** Material to process follows **

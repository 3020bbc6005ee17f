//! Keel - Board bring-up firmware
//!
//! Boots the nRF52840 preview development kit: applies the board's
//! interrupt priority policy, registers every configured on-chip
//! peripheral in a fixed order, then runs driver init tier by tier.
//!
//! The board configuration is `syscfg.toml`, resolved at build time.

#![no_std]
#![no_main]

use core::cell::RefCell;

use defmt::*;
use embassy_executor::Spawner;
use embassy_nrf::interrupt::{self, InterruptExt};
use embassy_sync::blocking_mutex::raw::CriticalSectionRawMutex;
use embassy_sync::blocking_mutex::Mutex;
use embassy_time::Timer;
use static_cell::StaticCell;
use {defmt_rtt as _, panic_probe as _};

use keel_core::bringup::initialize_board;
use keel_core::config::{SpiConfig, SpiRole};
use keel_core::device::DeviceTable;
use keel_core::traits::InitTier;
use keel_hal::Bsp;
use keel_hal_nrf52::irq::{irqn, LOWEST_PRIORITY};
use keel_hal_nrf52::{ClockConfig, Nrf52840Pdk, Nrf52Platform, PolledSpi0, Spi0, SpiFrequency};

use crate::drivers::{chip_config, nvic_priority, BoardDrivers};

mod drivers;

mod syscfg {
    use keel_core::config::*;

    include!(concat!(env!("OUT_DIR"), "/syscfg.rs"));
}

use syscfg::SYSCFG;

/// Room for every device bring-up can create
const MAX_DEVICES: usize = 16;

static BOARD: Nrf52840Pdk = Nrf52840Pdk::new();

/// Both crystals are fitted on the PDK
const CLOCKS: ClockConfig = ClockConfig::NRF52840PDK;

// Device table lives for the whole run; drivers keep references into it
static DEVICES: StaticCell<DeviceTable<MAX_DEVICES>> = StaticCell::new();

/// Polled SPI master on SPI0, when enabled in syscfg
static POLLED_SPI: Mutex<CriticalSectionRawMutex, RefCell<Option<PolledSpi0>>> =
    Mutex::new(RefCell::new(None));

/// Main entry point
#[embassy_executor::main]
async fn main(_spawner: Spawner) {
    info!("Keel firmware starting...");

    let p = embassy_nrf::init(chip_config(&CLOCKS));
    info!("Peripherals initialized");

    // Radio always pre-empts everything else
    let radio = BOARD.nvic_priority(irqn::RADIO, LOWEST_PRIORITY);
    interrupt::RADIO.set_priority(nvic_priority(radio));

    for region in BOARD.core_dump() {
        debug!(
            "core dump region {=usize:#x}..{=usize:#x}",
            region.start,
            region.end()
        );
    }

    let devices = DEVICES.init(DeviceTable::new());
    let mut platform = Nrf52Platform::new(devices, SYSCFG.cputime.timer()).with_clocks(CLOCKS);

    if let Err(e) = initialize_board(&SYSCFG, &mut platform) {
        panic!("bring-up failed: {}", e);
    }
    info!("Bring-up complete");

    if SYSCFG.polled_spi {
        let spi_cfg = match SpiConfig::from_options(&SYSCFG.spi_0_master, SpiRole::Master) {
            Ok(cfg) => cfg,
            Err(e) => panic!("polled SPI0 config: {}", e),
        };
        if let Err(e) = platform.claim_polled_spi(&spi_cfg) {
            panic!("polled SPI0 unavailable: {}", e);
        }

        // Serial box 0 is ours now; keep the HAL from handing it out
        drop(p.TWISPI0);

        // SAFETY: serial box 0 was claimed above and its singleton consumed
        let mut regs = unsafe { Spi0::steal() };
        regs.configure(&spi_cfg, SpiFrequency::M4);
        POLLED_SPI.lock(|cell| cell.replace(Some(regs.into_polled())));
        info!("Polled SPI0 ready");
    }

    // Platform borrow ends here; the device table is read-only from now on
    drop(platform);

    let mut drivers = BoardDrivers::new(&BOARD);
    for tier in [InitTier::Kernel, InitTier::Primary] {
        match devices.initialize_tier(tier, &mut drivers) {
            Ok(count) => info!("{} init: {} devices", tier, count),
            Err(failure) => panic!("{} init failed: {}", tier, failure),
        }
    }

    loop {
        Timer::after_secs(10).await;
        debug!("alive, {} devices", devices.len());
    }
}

** End of Material to process **
** Material to process follows **

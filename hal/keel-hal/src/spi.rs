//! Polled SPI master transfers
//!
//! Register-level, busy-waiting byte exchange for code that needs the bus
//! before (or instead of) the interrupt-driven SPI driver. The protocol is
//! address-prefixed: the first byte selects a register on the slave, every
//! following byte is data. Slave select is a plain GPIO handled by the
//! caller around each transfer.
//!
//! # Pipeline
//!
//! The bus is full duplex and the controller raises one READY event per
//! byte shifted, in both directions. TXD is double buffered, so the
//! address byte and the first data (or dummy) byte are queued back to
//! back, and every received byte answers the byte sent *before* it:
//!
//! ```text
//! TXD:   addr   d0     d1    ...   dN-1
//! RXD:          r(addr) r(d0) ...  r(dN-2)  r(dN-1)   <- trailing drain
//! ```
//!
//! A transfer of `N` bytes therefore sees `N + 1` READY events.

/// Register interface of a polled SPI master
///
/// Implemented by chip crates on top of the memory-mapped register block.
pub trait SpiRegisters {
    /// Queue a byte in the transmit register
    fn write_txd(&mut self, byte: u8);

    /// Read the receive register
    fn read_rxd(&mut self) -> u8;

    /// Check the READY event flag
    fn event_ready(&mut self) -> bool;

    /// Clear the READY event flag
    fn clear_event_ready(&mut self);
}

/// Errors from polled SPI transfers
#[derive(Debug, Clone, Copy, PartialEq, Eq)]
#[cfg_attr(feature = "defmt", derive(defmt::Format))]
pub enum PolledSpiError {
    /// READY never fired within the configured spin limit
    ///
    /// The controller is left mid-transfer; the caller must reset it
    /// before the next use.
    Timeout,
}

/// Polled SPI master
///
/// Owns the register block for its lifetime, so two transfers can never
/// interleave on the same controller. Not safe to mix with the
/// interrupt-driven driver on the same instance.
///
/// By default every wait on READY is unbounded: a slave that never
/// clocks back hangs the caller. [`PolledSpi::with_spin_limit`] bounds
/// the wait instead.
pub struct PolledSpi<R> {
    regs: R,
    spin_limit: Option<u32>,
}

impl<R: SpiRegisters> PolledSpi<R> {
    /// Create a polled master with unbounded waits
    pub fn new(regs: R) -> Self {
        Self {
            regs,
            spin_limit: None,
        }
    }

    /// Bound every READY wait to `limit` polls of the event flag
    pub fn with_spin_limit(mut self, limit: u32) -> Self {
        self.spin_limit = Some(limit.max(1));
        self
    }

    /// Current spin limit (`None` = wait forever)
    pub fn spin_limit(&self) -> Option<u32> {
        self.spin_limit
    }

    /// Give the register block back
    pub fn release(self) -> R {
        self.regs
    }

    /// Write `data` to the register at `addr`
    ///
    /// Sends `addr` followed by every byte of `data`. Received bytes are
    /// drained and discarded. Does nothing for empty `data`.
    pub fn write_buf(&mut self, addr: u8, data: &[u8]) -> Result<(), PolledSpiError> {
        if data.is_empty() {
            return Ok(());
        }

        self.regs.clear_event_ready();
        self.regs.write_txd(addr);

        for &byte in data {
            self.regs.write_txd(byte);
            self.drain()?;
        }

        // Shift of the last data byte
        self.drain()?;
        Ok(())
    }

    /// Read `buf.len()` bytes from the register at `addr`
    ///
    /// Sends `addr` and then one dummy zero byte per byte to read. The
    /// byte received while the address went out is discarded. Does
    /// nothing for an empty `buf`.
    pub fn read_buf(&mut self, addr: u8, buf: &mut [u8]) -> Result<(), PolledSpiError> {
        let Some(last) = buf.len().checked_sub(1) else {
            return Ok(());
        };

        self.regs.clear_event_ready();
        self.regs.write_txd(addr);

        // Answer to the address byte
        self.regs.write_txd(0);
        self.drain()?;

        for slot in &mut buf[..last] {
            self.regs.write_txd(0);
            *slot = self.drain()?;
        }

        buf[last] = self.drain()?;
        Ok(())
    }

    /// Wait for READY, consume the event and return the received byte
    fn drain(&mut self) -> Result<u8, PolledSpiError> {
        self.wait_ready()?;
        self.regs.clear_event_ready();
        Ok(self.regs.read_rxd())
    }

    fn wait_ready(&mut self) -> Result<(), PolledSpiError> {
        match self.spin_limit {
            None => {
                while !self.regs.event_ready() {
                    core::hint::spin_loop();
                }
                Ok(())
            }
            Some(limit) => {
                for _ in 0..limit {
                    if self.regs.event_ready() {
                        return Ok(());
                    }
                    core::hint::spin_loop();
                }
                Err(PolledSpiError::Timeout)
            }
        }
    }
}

** End of Material to process **

Required action -> What number of lines in the data contain the word "address"? Give the number and nothing else.

Output for this task -> 4